(Records supplied begins)
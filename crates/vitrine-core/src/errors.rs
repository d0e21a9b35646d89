//! Core error types.

use thiserror::Error;

use crate::path::BufferPath;

/// Errors raised while shaping, splitting, or applying state.
#[derive(Debug, Error)]
pub enum StateError {
    /// A value could not be represented as synchronizable state.
    #[error("invalid state shape: {0}")]
    InvalidShape(String),

    /// A buffer path did not resolve to a container slot in the plain state.
    #[error("buffer path {path} does not resolve in the plain state")]
    BadBufferPath {
        /// The offending path.
        path: BufferPath,
    },

    /// `buffer_paths` and `buffers` are not positionally aligned.
    #[error("buffer path/payload mismatch: {paths} paths, {buffers} buffers")]
    BufferCountMismatch {
        /// Number of buffer paths received.
        paths: usize,
        /// Number of buffer payloads received.
        buffers: usize,
    },

    /// The model rejected a field assignment. The model's own validation
    /// semantics are authoritative; this is surfaced unchanged.
    #[error("cannot assign state key `{key}`: {message}")]
    Assign {
        /// The state key being assigned.
        key: String,
        /// The model's rejection message.
        message: String,
    },
}

/// Protocol violations from the peer.
#[derive(Debug, Error)]
pub enum ProtocolError {
    /// The peer sent a message with a method this side does not implement.
    /// Usually indicates version skew between host and front end.
    #[error("unrecognized method: {0}")]
    UnrecognizedMethod(String),

    /// The message body was missing a required field or had the wrong type.
    #[error("malformed message: {0}")]
    Malformed(String),
}

// ─────────────────────────────────────────────────────────────────────────────
// Tests
// ─────────────────────────────────────────────────────────────────────────────

#[cfg(test)]
mod tests {
    use super::*;
    use crate::path::PathSegment;

    #[test]
    fn unrecognized_method_names_the_method() {
        let err = ProtocolError::UnrecognizedMethod("bogus".to_string());
        assert!(err.to_string().contains("bogus"));
    }

    #[test]
    fn bad_buffer_path_displays_the_path() {
        let err = StateError::BadBufferPath {
            path: BufferPath::from(vec![
                PathSegment::Key("x".to_string()),
                PathSegment::Index(3),
            ]),
        };
        assert!(err.to_string().contains("x/3"));
    }
}
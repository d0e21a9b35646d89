//! Error types for asset loading and watching.

use std::path::PathBuf;

use thiserror::Error;

/// Errors produced while reading or watching an asset.
#[derive(Debug, Error)]
pub enum AssetError {
    /// The path given at construction does not point at a regular file.
    #[error("file does not exist: {path}")]
    Missing {
        /// The offending path.
        path: PathBuf,
    },

    /// Reading the file's contents failed.
    #[error("failed to read {path}: {source}")]
    Read {
        /// The file being read.
        path: PathBuf,
        /// The underlying I/O error.
        #[source]
        source: std::io::Error,
    },

    /// Installing the filesystem watch failed.
    #[error("failed to watch {path}: {source}")]
    Watch {
        /// The file being watched.
        path: PathBuf,
        /// The underlying watcher error.
        #[source]
        source: notify::Error,
    },
}
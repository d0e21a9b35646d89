//! The channel trait and its wire-facing types.

use std::fmt;
use std::sync::Arc;

use bytes::Bytes;
use serde_json::Value;
use thiserror::Error;
use uuid::Uuid;

/// Opaque channel identifier, shared with the front end so a display
/// bundle can point at the channel backing it.
#[derive(Clone, Debug, PartialEq, Eq, Hash)]
pub struct ChannelId(String);

impl ChannelId {
    /// Generate a fresh id (UUID v7, time-ordered).
    #[must_use]
    pub fn new() -> Self {
        Self(Uuid::now_v7().to_string())
    }

    /// The id as a string slice.
    #[must_use]
    pub fn as_str(&self) -> &str {
        &self.0
    }
}

impl Default for ChannelId {
    fn default() -> Self {
        Self::new()
    }
}

impl fmt::Display for ChannelId {
    fn fmt(&self, f: &mut fmt::Formatter<'_>) -> fmt::Result {
        f.write_str(&self.0)
    }
}

/// An inbound message: JSON body plus out-of-band binary payloads.
#[derive(Clone, Debug)]
pub struct InboundMessage {
    /// The JSON message body.
    pub data: Value,
    /// Binary payloads, positionally aligned with the body's buffer paths.
    pub buffers: Vec<Bytes>,
}

/// Handler invoked for each inbound message.
pub type MessageHandler = Arc<dyn Fn(InboundMessage) + Send + Sync>;

/// Channel errors.
#[derive(Debug, Error)]
pub enum ChannelError {
    /// The channel has been closed; sends are rejected.
    #[error("channel is closed")]
    Closed,

    /// The transport failed to open a channel.
    #[error("failed to open channel: {0}")]
    Open(String),

    /// The transport failed to deliver a message.
    #[error("failed to send on channel: {0}")]
    Send(String),
}

/// A bidirectional message pipe to one front-end peer.
///
/// Delivery is best-effort and fire-and-forget: `send` hands the message to
/// the transport and returns; there is no resend or acknowledgement.
pub trait Channel: Send + Sync {
    /// The channel's opaque id.
    fn id(&self) -> &ChannelId;

    /// Send a JSON body with out-of-band buffers.
    fn send(&self, data: Value, buffers: Vec<Bytes>) -> Result<(), ChannelError>;

    /// Install (or with `None`, remove) the inbound handler. A channel has
    /// at most one handler; installing replaces the previous one.
    fn set_handler(&self, handler: Option<MessageHandler>);

    /// Close the channel. Idempotent.
    fn close(&self);

    /// `true` once the channel has been closed.
    fn is_closed(&self) -> bool;
}

/// Opens channels toward the front end.
pub trait ChannelProvider: Send + Sync {
    /// Open a channel for `target`, seeding the handshake `metadata` and
    /// initial `data` payloads.
    fn open(&self, target: &str, metadata: Value, data: Value)
    -> Result<Arc<dyn Channel>, ChannelError>;
}
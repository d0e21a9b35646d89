//! # vitrine-channel
//!
//! The communication channel between a host model and its front-end view.
//!
//! - **[`Channel`]**: a bidirectional JSON-plus-buffers message pipe with an
//!   opaque id and exactly one inbound handler at a time
//! - **[`ChannelProvider`]**: opens channels; the embedding kernel supplies
//!   a real transport, tests and headless use get [`LoopbackChannel`]
//! - **[`ChannelRegistry`]**: the process-wide identity-keyed cache tying a
//!   channel's lifetime to its model's reachability

#![deny(unsafe_code)]

pub mod channel;
pub mod loopback;
pub mod registry;

pub use channel::{
    Channel, ChannelError, ChannelId, ChannelProvider, InboundMessage, MessageHandler,
};
pub use loopback::{LoopbackChannel, LoopbackProvider, SentMessage};
pub use registry::{ChannelRegistry, LivenessProbe, ModelKey, global_registry};
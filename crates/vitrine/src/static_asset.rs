//! Hoisted static assets shared across widget instances.

use std::sync::Arc;

use serde_json::{Map, json};
use tracing::{debug, warn};

use vitrine_assets::{AssetContents, SubscriptionId, VirtualAsset, try_file_asset};
use vitrine_channel::{Channel, ChannelProvider};
use vitrine_core::wire::{TARGET_NAME, WireMessage, handshake_data, handshake_metadata};

use crate::errors::BundleError;
use crate::platform;

/// A front-end asset (module source, stylesheet) hoisted onto its own
/// channel so multiple widget instances can share one copy.
///
/// The asset's text is pushed once at construction and again on every
/// content change. State entries reference it through
/// [`placement_id`](Self::placement_id). Dropping the asset closes its
/// channel.
pub struct StaticAsset {
    channel: Arc<dyn Channel>,
    contents: Arc<dyn AssetContents>,
    subscription: SubscriptionId,
}

impl StaticAsset {
    /// Hoist `data` onto a fresh channel.
    ///
    /// `data` is either inline text or a path to a front-end source file;
    /// paths become watched file assets when the dev toggle is set.
    pub fn new(data: &str, provider: &dyn ChannelProvider) -> Result<Self, BundleError> {
        let contents: Arc<dyn AssetContents> = match try_file_asset(data) {
            Some(file) => {
                if platform::hmr_enabled() {
                    if let Err(err) = file.watch() {
                        warn!(path = %file.path().display(), error = %err,
                            "failed to watch static asset");
                    }
                }
                Arc::new(file)
            }
            None => Arc::new(VirtualAsset::new(data)),
        };
        Self::from_contents(contents, provider)
    }

    /// Hoist already-constructed contents onto a fresh channel.
    pub fn from_contents(
        contents: Arc<dyn AssetContents>,
        provider: &dyn ChannelProvider,
    ) -> Result<Self, BundleError> {
        let channel = provider.open(
            TARGET_NAME,
            handshake_metadata(),
            handshake_data(env!("CARGO_PKG_VERSION")),
        )?;
        send_contents(&channel, &contents.current_text()?)?;

        let push_channel = Arc::clone(&channel);
        let subscription = contents.on_change(Arc::new(move |text: &str| {
            if let Err(err) = send_contents(&push_channel, text) {
                warn!(error = %err, "failed to push static asset update");
            }
        }));
        debug!(channel = %channel.id(), "static asset hoisted");

        Ok(Self {
            channel,
            contents,
            subscription,
        })
    }

    /// The value to embed in widget state wherever this asset is used.
    #[must_use]
    pub fn placement_id(&self) -> String {
        format!("vitrine-static-asset:{}", self.channel.id())
    }

    /// The asset's current text.
    pub fn current_text(&self) -> Result<String, BundleError> {
        Ok(self.contents.current_text()?)
    }
}

impl Drop for StaticAsset {
    fn drop(&mut self) {
        self.contents.unsubscribe(self.subscription);
        self.channel.close();
    }
}

fn send_contents(channel: &Arc<dyn Channel>, text: &str) -> Result<(), BundleError> {
    let mut state = Map::new();
    let _ = state.insert("data".to_owned(), json!(text));
    let message = WireMessage::Update {
        state,
        buffer_paths: Vec::new(),
    };
    channel.send(message.to_json(), Vec::new())?;
    Ok(())
}

// ─────────────────────────────────────────────────────────────────────────────
// Tests
// ─────────────────────────────────────────────────────────────────────────────
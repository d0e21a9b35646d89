//! # vitrine-host
//!
//! How vitrine talks to arbitrary host models.
//!
//! The original duck-typed probing ("does this object look like an evented
//! dataclass? a traits model? a schema model?") becomes an ordered list of
//! named capabilities here: a model implements [`HostModel`] and opts into
//! whichever capability traits describe it. The resolver and the change
//! bridge probe those capabilities in a fixed priority order, so every
//! supported shape is enumerable and independently testable.
//!
//! - **[`HostModel`]** and the capability traits in [`model`]
//! - **[`SignalGroup`]**: the change-event primitive models emit through
//! - **[`StateGetter`] / [`StateSetter`]**: resolved accessor strategies
//! - **[`connect_change_bridge`]**: wires a model's notifier to state pushes

#![deny(unsafe_code)]

pub mod bridge;
pub mod errors;
pub mod model;
pub mod resolve;
pub mod signals;

pub use bridge::{Disconnector, connect_change_bridge};
pub use errors::ResolveError;
pub use model::{
    CompactStruct, CustomStateAccess, HostModel, ModelHandle, ObservableModel, RecordState,
    SchemaModel, SharedModel, record_state_of,
};
pub use resolve::{StateGetter, StateSetter};
pub use signals::{ChangeListener, ListenerId, SignalGroup};
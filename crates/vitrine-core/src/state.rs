//! The synchronizable state tree.
//!
//! [`StateValue`] is shaped like a JSON value but may additionally carry raw
//! binary leaves ([`StateValue::Bytes`]), which `serde_json::Value` cannot
//! represent. Binary leaves never reach the wire as JSON: the splitter in
//! [`crate::buffers`] moves them into an out-of-band buffer list first.
//!
//! [`StateDict`] is the ordered key → value map that mirrors a model's
//! synchronizable fields. Key order is preserved (insertion order), matching
//! the observable order of updates the front end receives.

use bytes::Bytes;
use indexmap::IndexMap;
use serde_json::{Map, Value};

use crate::errors::StateError;

/// A JSON-compatible value that may contain binary leaves.
#[derive(Clone, Debug, PartialEq)]
pub enum StateValue {
    /// JSON `null`.
    Null,
    /// JSON boolean.
    Bool(bool),
    /// JSON number.
    Number(serde_json::Number),
    /// JSON string.
    String(String),
    /// A raw binary payload. Transmitted out-of-band, never as JSON.
    Bytes(Bytes),
    /// An ordered sequence.
    Array(Vec<StateValue>),
    /// An ordered map.
    Object(StateDict),
}

impl StateValue {
    /// Build a state value from a plain JSON value. Lossless; the result
    /// contains no [`StateValue::Bytes`] leaves.
    #[must_use]
    pub fn from_json(value: Value) -> Self {
        match value {
            Value::Null => Self::Null,
            Value::Bool(b) => Self::Bool(b),
            Value::Number(n) => Self::Number(n),
            Value::String(s) => Self::String(s),
            Value::Array(items) => Self::Array(items.into_iter().map(Self::from_json).collect()),
            Value::Object(map) => Self::Object(StateDict::from_json_map(map)),
        }
    }

    /// Convert into a plain JSON value.
    ///
    /// Fails with [`StateError::InvalidShape`] if the tree still contains a
    /// binary leaf; callers are expected to split buffers out first.
    pub fn into_json(self) -> Result<Value, StateError> {
        match self {
            Self::Null => Ok(Value::Null),
            Self::Bool(b) => Ok(Value::Bool(b)),
            Self::Number(n) => Ok(Value::Number(n)),
            Self::String(s) => Ok(Value::String(s)),
            Self::Bytes(_) => Err(StateError::InvalidShape(
                "binary payload in plain state; split buffers before serializing".to_string(),
            )),
            Self::Array(items) => Ok(Value::Array(
                items
                    .into_iter()
                    .map(Self::into_json)
                    .collect::<Result<_, _>>()?,
            )),
            Self::Object(dict) => Ok(Value::Object(dict.into_json_map()?)),
        }
    }

    /// Serialize an arbitrary value into a state tree via serde.
    ///
    /// This is the entry point for structured-record models: any type that
    /// derives [`serde::Serialize`] can be captured. Serialization failures
    /// (non-string map keys, unrepresentable values) surface as
    /// [`StateError::InvalidShape`].
    pub fn from_serialize<T: serde::Serialize>(value: &T) -> Result<Self, StateError> {
        let json =
            serde_json::to_value(value).map_err(|e| StateError::InvalidShape(e.to_string()))?;
        Ok(Self::from_json(json))
    }

    /// `true` for [`StateValue::Bytes`].
    #[must_use]
    pub fn is_bytes(&self) -> bool {
        matches!(self, Self::Bytes(_))
    }
}

impl From<Value> for StateValue {
    fn from(value: Value) -> Self {
        Self::from_json(value)
    }
}

impl From<Bytes> for StateValue {
    fn from(bytes: Bytes) -> Self {
        Self::Bytes(bytes)
    }
}

impl From<&str> for StateValue {
    fn from(s: &str) -> Self {
        Self::String(s.to_string())
    }
}

impl From<String> for StateValue {
    fn from(s: String) -> Self {
        Self::String(s)
    }
}

impl From<i64> for StateValue {
    fn from(n: i64) -> Self {
        Self::Number(n.into())
    }
}

impl From<bool> for StateValue {
    fn from(b: bool) -> Self {
        Self::Bool(b)
    }
}

// ─────────────────────────────────────────────────────────────────────────────
// StateDict — ordered key → value map
// ─────────────────────────────────────────────────────────────────────────────

/// Ordered mapping from state key to [`StateValue`].
#[derive(Clone, Debug, Default, PartialEq)]
pub struct StateDict(IndexMap<String, StateValue>);

impl StateDict {
    /// Create an empty dict.
    #[must_use]
    pub fn new() -> Self {
        Self(IndexMap::new())
    }

    /// Build from a JSON object, preserving key order.
    #[must_use]
    pub fn from_json_map(map: Map<String, Value>) -> Self {
        Self(
            map.into_iter()
                .map(|(k, v)| (k, StateValue::from_json(v)))
                .collect(),
        )
    }

    /// Convert into a JSON object. Fails if any value still holds bytes.
    pub fn into_json_map(self) -> Result<Map<String, Value>, StateError> {
        self.0
            .into_iter()
            .map(|(k, v)| Ok((k, v.into_json()?)))
            .collect()
    }

    /// Insert a value, returning the previous value for the key if any.
    pub fn insert(
        &mut self,
        key: impl Into<String>,
        value: impl Into<StateValue>,
    ) -> Option<StateValue> {
        self.0.insert(key.into(), value.into())
    }

    /// Insert only if the key is absent.
    pub fn insert_default(&mut self, key: impl Into<String>, value: impl Into<StateValue>) {
        let _ = self.0.entry(key.into()).or_insert_with(|| value.into());
    }

    /// Look up a value.
    #[must_use]
    pub fn get(&self, key: &str) -> Option<&StateValue> {
        self.0.get(key)
    }

    /// Look up a value mutably.
    #[must_use]
    pub fn get_mut(&mut self, key: &str) -> Option<&mut StateValue> {
        self.0.get_mut(key)
    }

    /// Remove a value.
    pub fn remove(&mut self, key: &str) -> Option<StateValue> {
        self.0.shift_remove(key)
    }

    /// `true` if `key` is present.
    #[must_use]
    pub fn contains_key(&self, key: &str) -> bool {
        self.0.contains_key(key)
    }

    /// Merge `other` over `self`: keys from `other` win.
    pub fn merge(&mut self, other: StateDict) {
        for (key, value) in other.0 {
            let _ = self.0.insert(key, value);
        }
    }

    /// Keep only keys for which `keep` returns `true`.
    pub fn retain(&mut self, mut keep: impl FnMut(&str) -> bool) {
        self.0.retain(|key, _| keep(key));
    }

    /// Number of entries.
    #[must_use]
    pub fn len(&self) -> usize {
        self.0.len()
    }

    /// `true` if the dict has no entries.
    #[must_use]
    pub fn is_empty(&self) -> bool {
        self.0.is_empty()
    }

    /// Iterate entries in insertion order.
    pub fn iter(&self) -> impl Iterator<Item = (&String, &StateValue)> {
        self.0.iter()
    }

    /// Keys in insertion order.
    pub fn keys(&self) -> impl Iterator<Item = &String> {
        self.0.keys()
    }
}

impl IntoIterator for StateDict {
    type Item = (String, StateValue);
    type IntoIter = indexmap::map::IntoIter<String, StateValue>;

    fn into_iter(self) -> Self::IntoIter {
        self.0.into_iter()
    }
}

impl FromIterator<(String, StateValue)> for StateDict {
    fn from_iter<I: IntoIterator<Item = (String, StateValue)>>(iter: I) -> Self {
        Self(iter.into_iter().collect())
    }
}

// ─────────────────────────────────────────────────────────────────────────────
// Tests
// ─────────────────────────────────────────────────────────────────────────────

#[cfg(test)]
mod tests {
    use super::*;
    use assert_matches::assert_matches;
    use serde_json::json;

    #[test]
    fn json_round_trip_preserves_order() {
        let map = json!({"b": 1, "a": 2, "c": [true, null]});
        let Value::Object(map) = map else {
            unreachable!()
        };
        let dict = StateDict::from_json_map(map.clone());
        assert_eq!(
            dict.keys().collect::<Vec<_>>(),
            vec!["b", "a", "c"],
            "insertion order must survive"
        );
        assert_eq!(dict.into_json_map().unwrap(), map);
    }

    #[test]
    fn bytes_refuse_json_conversion() {
        let value = StateValue::Bytes(Bytes::from_static(b"01"));
        assert_matches!(value.into_json(), Err(StateError::InvalidShape(_)));
    }

    #[test]
    fn merge_prefers_other() {
        let mut base = StateDict::new();
        let _ = base.insert("x", 1i64);
        let _ = base.insert("y", 2i64);
        let mut over = StateDict::new();
        let _ = over.insert("y", 9i64);
        base.merge(over);
        assert_eq!(base.get("y"), Some(&StateValue::from(9i64)));
        assert_eq!(base.get("x"), Some(&StateValue::from(1i64)));
    }

    #[test]
    fn from_serialize_captures_records() {
        #[derive(serde::Serialize)]
        struct Point {
            x: i32,
            y: i32,
        }
        let value = StateValue::from_serialize(&Point { x: 1, y: -2 }).unwrap();
        let StateValue::Object(dict) = value else {
            panic!("expected object");
        };
        assert_eq!(dict.get("x"), Some(&StateValue::from(1i64)));
    }

    #[test]
    fn insert_default_keeps_existing() {
        let mut dict = StateDict::new();
        let _ = dict.insert("_esm", "user module");
        dict.insert_default("_esm", "fallback");
        assert_eq!(dict.get("_esm"), Some(&StateValue::from("user module")));
    }
}
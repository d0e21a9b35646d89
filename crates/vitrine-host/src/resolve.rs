//! State accessor resolution.
//!
//! Getter resolution probes the model's capabilities in a fixed priority
//! order, first match wins:
//!
//! 1. custom state accessor (escape hatch, used verbatim)
//! 2. structured record
//! 3. observable model (synced fields only)
//! 4. schema model
//! 5. compact struct
//!
//! No match is a configuration error surfaced at first use, never later.
//!
//! Setter resolution is simpler: the custom accessor when it handles
//! writes, else the default per-key assignment. The default never
//! validates; the model's own `assign` semantics are authoritative and any
//! rejection propagates to whoever applied the update.

use std::collections::HashSet;

use tracing::debug;

use vitrine_core::{StateDict, StateError, StateValue};

use crate::errors::ResolveError;
use crate::model::HostModel;

fn withdrawn(model: &dyn HostModel, capability: &str) -> StateError {
    StateError::InvalidShape(format!(
        "model `{}` stopped exposing its `{capability}` capability",
        model.type_label()
    ))
}

/// A resolved state-getting strategy.
#[derive(Clone, Copy, Debug, PartialEq, Eq)]
pub enum StateGetter {
    /// [`crate::model::CustomStateAccess::state`].
    Custom,
    /// [`crate::model::RecordState::record_state`] (ignores `include`).
    Record,
    /// [`crate::model::ObservableModel::observable_state`].
    Observable,
    /// [`crate::model::SchemaModel::serialize_state`].
    Schema,
    /// [`crate::model::CompactStruct::to_plain`] (ignores `include`).
    Compact,
}

impl StateGetter {
    /// Pick the getter strategy for `model`.
    pub fn resolve(model: &dyn HostModel) -> Result<Self, ResolveError> {
        let getter = if model.custom_state().is_some() {
            Self::Custom
        } else if model.record().is_some() {
            Self::Record
        } else if model.observable().is_some() {
            Self::Observable
        } else if model.schema().is_some() {
            Self::Schema
        } else if model.compact().is_some() {
            Self::Compact
        } else {
            return Err(ResolveError::UnresolvableState {
                type_label: model.type_label().to_string(),
            });
        };
        debug!(model = model.type_label(), ?getter, "resolved state getter");
        Ok(getter)
    }

    /// Produce the model's state, optionally restricted to `include` keys.
    ///
    /// Strategies without native include support return their full state;
    /// callers filter afterwards.
    pub fn get(
        self,
        model: &dyn HostModel,
        include: Option<&HashSet<String>>,
    ) -> Result<StateDict, StateError> {
        match self {
            Self::Custom => model
                .custom_state()
                .ok_or_else(|| withdrawn(model, "custom state"))?
                .state(include),
            Self::Record => model
                .record()
                .ok_or_else(|| withdrawn(model, "record"))?
                .record_state(),
            Self::Observable => model
                .observable()
                .ok_or_else(|| withdrawn(model, "observable"))?
                .observable_state(include),
            Self::Schema => model
                .schema()
                .ok_or_else(|| withdrawn(model, "schema"))?
                .serialize_state(include),
            Self::Compact => {
                let plain = model
                    .compact()
                    .ok_or_else(|| withdrawn(model, "compact"))?
                    .to_plain()?;
                match plain {
                    StateValue::Object(dict) => Ok(dict),
                    other => Err(StateError::InvalidShape(format!(
                        "compact struct produced a non-object root: {other:?}"
                    ))),
                }
            }
        }
    }
}

/// A resolved state-setting strategy.
#[derive(Clone, Copy, Debug, PartialEq, Eq)]
pub enum StateSetter {
    /// [`crate::model::CustomStateAccess::apply_state`].
    Custom,
    /// Per-key [`HostModel::assign`], intentionally permissive.
    Assign,
}

impl StateSetter {
    /// Pick the setter strategy for `model`.
    #[must_use]
    pub fn resolve(model: &dyn HostModel) -> Self {
        if model
            .custom_state()
            .is_some_and(|custom| custom.handles_set_state())
        {
            Self::Custom
        } else {
            Self::Assign
        }
    }

    /// Apply an inbound state dict to `model`.
    pub fn set(self, model: &mut dyn HostModel, state: StateDict) -> Result<(), StateError> {
        match self {
            Self::Custom => {
                let label = model.type_label().to_string();
                model
                    .custom_state_mut()
                    .ok_or_else(|| {
                        StateError::InvalidShape(format!(
                            "model `{label}` stopped exposing its `custom state` capability"
                        ))
                    })?
                    .apply_state(state)
            }
            Self::Assign => {
                for (key, value) in state {
                    model.assign(&key, value)?;
                }
                Ok(())
            }
        }
    }
}

// ─────────────────────────────────────────────────────────────────────────────
// Tests
// ─────────────────────────────────────────────────────────────────────────────
// Test fixtures - reusable test data
// Provides consistent dates and photos across all test files

#![allow(dead_code)]

use chrono::{NaiveDate, NaiveDateTime};

/// Sample dates for testing
pub mod dates {
    use super::*;

    /// Returns the given date at midnight
    pub fn midnight(year: i32, month: u32, day: u32) -> NaiveDateTime {
        NaiveDate::from_ymd_opt(year, month, day)
            .unwrap()
            .and_hms_opt(0, 0, 0)
            .unwrap()
    }

    /// Returns Jan 1, 2000, the default date of birth in the form
    pub fn millennium_birthday() -> NaiveDate {
        NaiveDate::from_ymd_opt(2000, 1, 1).unwrap()
    }

    /// Returns Jun 15, 2024 at noon
    pub fn mid_june_2024() -> NaiveDateTime {
        NaiveDate::from_ymd_opt(2024, 6, 15)
            .unwrap()
            .and_hms_opt(12, 0, 0)
            .unwrap()
    }

    /// Returns Nov 1, 2023 at 09:30
    pub fn november_2023() -> NaiveDateTime {
        NaiveDate::from_ymd_opt(2023, 11, 1)
            .unwrap()
            .and_hms_opt(9, 30, 0)
            .unwrap()
    }

    /// Returns Feb 29, 1996 (leap day)
    pub fn leap_day_1996() -> NaiveDate {
        NaiveDate::from_ymd_opt(1996, 2, 29).unwrap()
    }
}

/// Sample photos for testing
pub mod photos {
    use image::{ImageFormat, Rgba, RgbaImage};
    use std::io::Cursor;

    /// Encodes a solid-colour image of the given size as PNG bytes
    pub fn solid_png(width: u32, height: u32, color: [u8; 4]) -> Vec<u8> {
        let img = RgbaImage::from_pixel(width, height, Rgba(color));
        let mut bytes = Vec::new();
        img.write_to(&mut Cursor::new(&mut bytes), ImageFormat::Png)
            .unwrap();
        bytes
    }

    /// A landscape photo larger than the icon box
    pub fn landscape() -> Vec<u8> {
        solid_png(200, 100, [255, 128, 0, 255])
    }

    /// Bytes that no decoder accepts
    pub fn garbage() -> Vec<u8> {
        b"definitely not an image".to_vec()
    }
}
(Records supplied ends)
#### Problem to solve
Determine how many lines in the listing above hold "peer". Give the number without any other words.

#### Answer box
3